Rose mengeluh, membuka halaman Cookery Booke. “Normal itu membosankan. Sekarang ini, aku seorang Master Pembuat Kue, dan seorang Master Pembuat Kue tidak boleh malas, apalagi kalau orang-orang jahat memanfaatkan adiknya untuk melakukan hal-hal jahat.”

“Untunglah aku bukan seorang Master Pembuat Kue.” Ty berjalan menuju pintu belakang. “Aku memilih menjadi normal, dan normal adalah ikut lomba lari estafet dadakan di Sampson Park.
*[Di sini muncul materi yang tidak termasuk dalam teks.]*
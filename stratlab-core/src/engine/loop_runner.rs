//! External driver loop: feeds bars to one strategy instance in order and
//! relays emitted actions to an action sink.

use serde::{Deserialize, Serialize};
use tracing::warn;

use crate::components::indicator::IndicatorValues;
use crate::domain::{ActionRequest, Bar, PositionState};
use crate::strategy::BarContext;

use super::guard::Settlement;
use super::sink::ActionSink;
use super::strategy_engine::StrategyEngine;

/// What happened over one pass of a strategy across a bar sequence.
#[derive(Debug, Clone, PartialEq, Serialize, Deserialize)]
pub struct RunSummary {
    pub bar_count: usize,
    pub actions: Vec<ActionRequest>,
    pub filled: usize,
    pub rejected: usize,
    pub skipped_bars: usize,
    pub failed_bars: usize,
    pub final_position: PositionState,
    /// Action still outstanding when the bars ran out.
    pub pending_at_end: Option<ActionRequest>,
}

/// Run `engine` over `bars`. Before each bar the sink is polled for the
/// settlement of any outstanding action. An empty bar sequence emits nothing.
pub fn run_strategy(
    bars: &[Bar],
    indicators: &IndicatorValues,
    engine: &mut StrategyEngine,
    sink: &mut dyn ActionSink,
) -> RunSummary {
    let mut actions = Vec::new();
    let mut filled = 0;
    let mut rejected = 0;

    for index in 0..bars.len() {
        let settlement = engine
            .pending()
            .and_then(|request| sink.poll_settlement(request, index));
        if let Some(settlement) = settlement {
            match engine.settle(settlement) {
                Ok(_) if settlement == Settlement::Filled => filled += 1,
                Ok(_) => rejected += 1,
                Err(err) => warn!(strategy = engine.name(), bar = index, error = %err, "settlement ignored"),
            }
        }

        let ctx = BarContext::new(bars, index, indicators);
        let decision = engine.step(&ctx);
        if let Some(request) = decision.request {
            sink.submit(&request);
            actions.push(request);
        }
    }

    RunSummary {
        bar_count: bars.len(),
        actions,
        filled,
        rejected,
        skipped_bars: engine.skipped_bars(),
        failed_bars: engine.failed_bars(),
        final_position: *engine.position(),
        pending_at_end: engine.pending().cloned(),
    }
}

#[cfg(test)]
mod tests {
    use super::*;
    use crate::domain::Action;
    use crate::engine::sink::{RecordingSink, SettlementPolicy};
    use crate::indicators::make_bars;
    use crate::strategy::config::{MovingAverageParams, RulesConfig, StrategyConfig};

    fn engine() -> StrategyEngine {
        let rules = RulesConfig::MovingAverage(MovingAverageParams {
            period: 2,
            stop_loss_pct: 5.0,
        });
        StrategyEngine::new("TEST", StrategyConfig::new("ma", rules)).unwrap()
    }

    #[test]
    fn empty_bars_emit_nothing() {
        let mut engine = engine();
        let mut sink = RecordingSink::new(SettlementPolicy::NextBar);
        let summary = run_strategy(&[], &IndicatorValues::new(), &mut engine, &mut sink);
        assert_eq!(summary.bar_count, 0);
        assert!(summary.actions.is_empty());
        assert!(sink.submitted().is_empty());
    }

    #[test]
    fn buy_then_stop_loss_with_next_bar_settlement() {
        let bars = make_bars(&[10.0, 11.0, 12.0, 11.0]);
        let mut iv = IndicatorValues::new();
        iv.insert("sma_2", vec![f64::NAN, 10.5, 11.5, 11.5]);
        let mut engine = engine();
        let mut sink = RecordingSink::new(SettlementPolicy::NextBar);
        let summary = run_strategy(&bars, &iv, &mut engine, &mut sink);

        // bar 1: sma undefined at bar 0 so not rising yet; bar 2 enters at 12
        // bar 3: 11 vs 12 is -8.3%, stop-loss
        let kinds: Vec<Action> = summary.actions.iter().map(|a| a.action).collect();
        assert_eq!(kinds, [Action::Buy, Action::Close]);
        assert_eq!(summary.actions[0].bar_index, 2);
        assert_eq!(summary.actions[1].bar_index, 3);
        assert_eq!(summary.filled, 1);
        assert!(summary.pending_at_end.is_some());
        assert_eq!(sink.submitted().len(), 2);
    }

    #[test]
    fn slower_settlement_skips_bars() {
        let bars = make_bars(&[10.0, 11.0, 12.0, 11.0, 10.0]);
        let mut iv = IndicatorValues::new();
        iv.insert("sma_2", vec![f64::NAN, 10.5, 11.5, 11.5, 10.5]);
        let mut engine = engine();
        let mut sink = RecordingSink::new(SettlementPolicy::AfterBars(3));
        let summary = run_strategy(&bars, &iv, &mut engine, &mut sink);
        assert_eq!(summary.actions.len(), 1);
        assert_eq!(summary.skipped_bars, 2);
    }
}
//! Exponential Moving Average over an arbitrary series.
//!
//! EMA[t] = alpha * x[t] + (1 - alpha) * EMA[t-1], alpha = 2 / (period + 1).
//! Seeded with the SMA of the first `period` defined values, so a series with
//! its own warmup (e.g. the MACD line) can be smoothed again.

/// Compute EMA values from a pre-extracted f64 slice.
///
/// Leading NaN are skipped. A NaN inside the seed window, or any NaN after
/// the seed, makes the rest of the output NaN.
pub fn ema_of_series(values: &[f64], period: usize) -> Vec<f64> {
    let n = values.len();
    let mut result = vec![f64::NAN; n];
    if period == 0 {
        return result;
    }

    let start = match values.iter().position(|v| !v.is_nan()) {
        Some(s) => s,
        None => return result,
    };
    let seed_end = start + period;
    if seed_end > n {
        return result;
    }

    let window = &values[start..seed_end];
    if window.iter().any(|v| v.is_nan()) {
        return result;
    }
    let seed = window.iter().sum::<f64>() / period as f64;
    result[seed_end - 1] = seed;

    let alpha = 2.0 / (period as f64 + 1.0);
    let mut prev = seed;
    for i in seed_end..n {
        if values[i].is_nan() {
            return result;
        }
        let ema = alpha * values[i] + (1.0 - alpha) * prev;
        result[i] = ema;
        prev = ema;
    }

    result
}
Adios!”

Rose melirik Sage, yang berdiri dengan tangan diselipkan di kantong celananya sambil menatap kepergian Ty.

“Sepertinya kau mau pergi juga,” cetus Rose.

“Tidak.” Sage mengencangkan tali celemeknya. “Cewek-cewek Ty tidak benar-benar mau main denganku, mereka tidak pernah tertawa mendengar leluconku.” Sage menggaruk kepalanya, mengacak-acak rambutnya yang sudah acak-acakan. “Aneh, ‘kan, soalnya aku sangat lucu—”

Sesuatu yang berat dan berwarna keabu-abuan terlempar dari atas lemari pendingin dan mendarat dengan suara bum di tengah konter dapur.

“Aaah!” Rose melompat mundur, terkejut.

Ternyata itu hanya Gus. Kucing itu mengerjapkan kedua matanya yang berwarna hijau dan dengan teratur mengayunkan kaki depannya ke mulut. “Kurasa sebaiknya aku menyapa dengan meong? Jadi: meong.”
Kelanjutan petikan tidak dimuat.